Nowhere is that disconnect clearer than in the Northern Territory. Despite being Australia’s primary forward-operating region, the territory hosts only around 970 reservists, roughly 3 percent of the national force. This is not due to a lack of willingness: participation rates per capita are relatively strong. The issue is scale.

That gap between willingness and population base exposes a structural flaw in force design. Australia has built a larger reserve force, but not one that can generate operational weight where it is most needed. The decisive issue is mobilisation depth.

In a crisis, the reserve force’s effectiveness will depend on how quickly it can be generated, mobilised and deployed. Reinforcement into the north will rely heavily on personnel mobilised from the south and east, travelling thousands of kilometres from capital cities.

In this situation, distance introduces difficulty, time becomes a constraint, and lift and logistics become a bottleneck.

Response timelines are likely to be measured in days rather than hours. This may be acceptable for follow-on reinforcement or sustained operations, but it’s far less suited to scenarios requiring rapid response, concurrent operations or immediate surge capacity.

The risk is that Australia is building capacity on paper but lacks the ability to deploy it at speed. This creates a capability illusion. Reserve numbers are increasing, but their distribution and accessibility mean operational effect in the north remains limited. The problem is compounded by a lack of clarity about the role of the reserves.

Australia’s current model sits between domestic support and follow-on reinforcement. Reservists augment the permanent force during sustained operations and play an important role in disaster response. But the system stops short of defining them as a primary operational capability in their own right.
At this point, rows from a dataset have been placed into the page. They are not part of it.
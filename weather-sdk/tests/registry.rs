//! Registry clearing lives in its own test binary so it cannot release keys
//! held by tests running in parallel elsewhere.

use weather_sdk::{ErrorKind, SdkConfig, WeatherSdk, registry};

fn build(api_key: &str) -> Result<WeatherSdk, weather_sdk::SdkError> {
    WeatherSdk::builder()
        .config(SdkConfig {
            api_key: api_key.to_string(),
            ..SdkConfig::default()
        })
        .build()
}

#[test]
fn clear_registry_forgets_live_keys() {
    let first = build("registry-clear").expect("first");
    assert_eq!(build("registry-clear").unwrap_err().kind(), ErrorKind::DuplicateKey);

    WeatherSdk::clear_registry();
    assert!(!registry::is_registered("registry-clear"));

    let second = build("registry-clear").expect("second after clear");

    first.destroy();
    second.destroy();
    second.destroy();
    assert!(!registry::is_registered("registry-clear"));
}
Other countries have made clearer choices. The United States uses its National Guard as an operational force with significant scale and pre-positioned capability. Britain integrates reservists directly into warfighting roles, thanks to its compact geography. Countries such as Finland, Singapore and Israel go further, embedding reserves into territorial defence models designed for immediate operational use.

Distance dominates Australia’s strategic environment in a way that makes clarity of purpose even more important. If the reserve force is intended to play a meaningful role in northern operations, its design needs to reflect that task. At present, it does not.
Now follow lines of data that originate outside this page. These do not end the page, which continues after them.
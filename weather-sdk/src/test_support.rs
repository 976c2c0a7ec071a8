use std::collections::HashSet;
use std::sync::atomic::{AtomicUsize, Ordering};
use std::time::Duration;

use async_trait::async_trait;

use crate::{
    error::{Result, SdkError},
    fetcher::WeatherFetcher,
    model::{WeatherRecord, tests::record_for},
};

/// In-process fetcher that counts calls and stamps each record with its call number.
///
/// Calls are counted when they start, before any configured delay.
#[derive(Debug, Default)]
pub(crate) struct CountingFetcher {
    calls: AtomicUsize,
    failing: HashSet<String>,
    delay: Option<Duration>,
}

impl CountingFetcher {
    pub(crate) fn failing_for(cities: &[&str]) -> Self {
        Self {
            failing: cities.iter().map(|c| c.to_string()).collect(),
            ..Self::default()
        }
    }

    /// Every fetch sleeps for `delay` on the tokio clock before answering.
    pub(crate) fn with_delay(delay: Duration) -> Self {
        Self {
            delay: Some(delay),
            ..Self::default()
        }
    }

    pub(crate) fn calls(&self) -> usize {
        self.calls.load(Ordering::SeqCst)
    }
}

#[async_trait]
impl WeatherFetcher for CountingFetcher {
    async fn fetch(&self, city: &str) -> Result<WeatherRecord> {
        let n = self.calls.fetch_add(1, Ordering::SeqCst) + 1;
        if let Some(delay) = self.delay {
            tokio::time::sleep(delay).await;
        }
        if self.failing.contains(city) {
            return Err(SdkError::Transport(format!("simulated outage for {city}")));
        }

        let mut record = record_for(city);
        record.datetime = n as i64;
        Ok(record)
    }
}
The result is a widening gap between strategy and capability. The 2024 National Defence Strategy  placed greater emphasis on deterrence and response in northern Australia. Infrastructure investment is beginning to follow, but workforce design is not keeping pace.

That gap will become more pronounced if the reserve force is simultaneously stretched across disaster reponse, regional instability and northern reinforcement. Mobilisation timelines, lift constraints and integration challenges will all converge.

Australia needs to ensure its reservists can be brought to bear where and when necessary. Closing that gap will require deliberate choices about force design, rather than just incremental growth.

That includes reconsidering the geographic distribution of the reserve force, for example by improving recruitment numbers in northern Australia. It means investing in infrastructure, training and support systems to enable a larger, more capable reserve that can project to and operate in the north, while strengthening the systems that underpin mobilisation.

Equally important is resolving the role of the reserves. If they remain primarily a domestic support and follow-on capability, expectations about their contribution to northern operations should be calibrated accordingly. If, however, they are expected to contribute to deterrence and response in the north, then their readiness, distribution and integration will need to change.

Australia has already made a strategic choice to prioritise its northern approaches. The next step is to ensure that workforce design aligns with that strategy.

Because, in the end, defence capability is not just about what exists on paper, but rather what can be generated and sustained under pressure. And right now, Australia’s reserve force is growing – but not in a way that delivers that outcome where it matters most.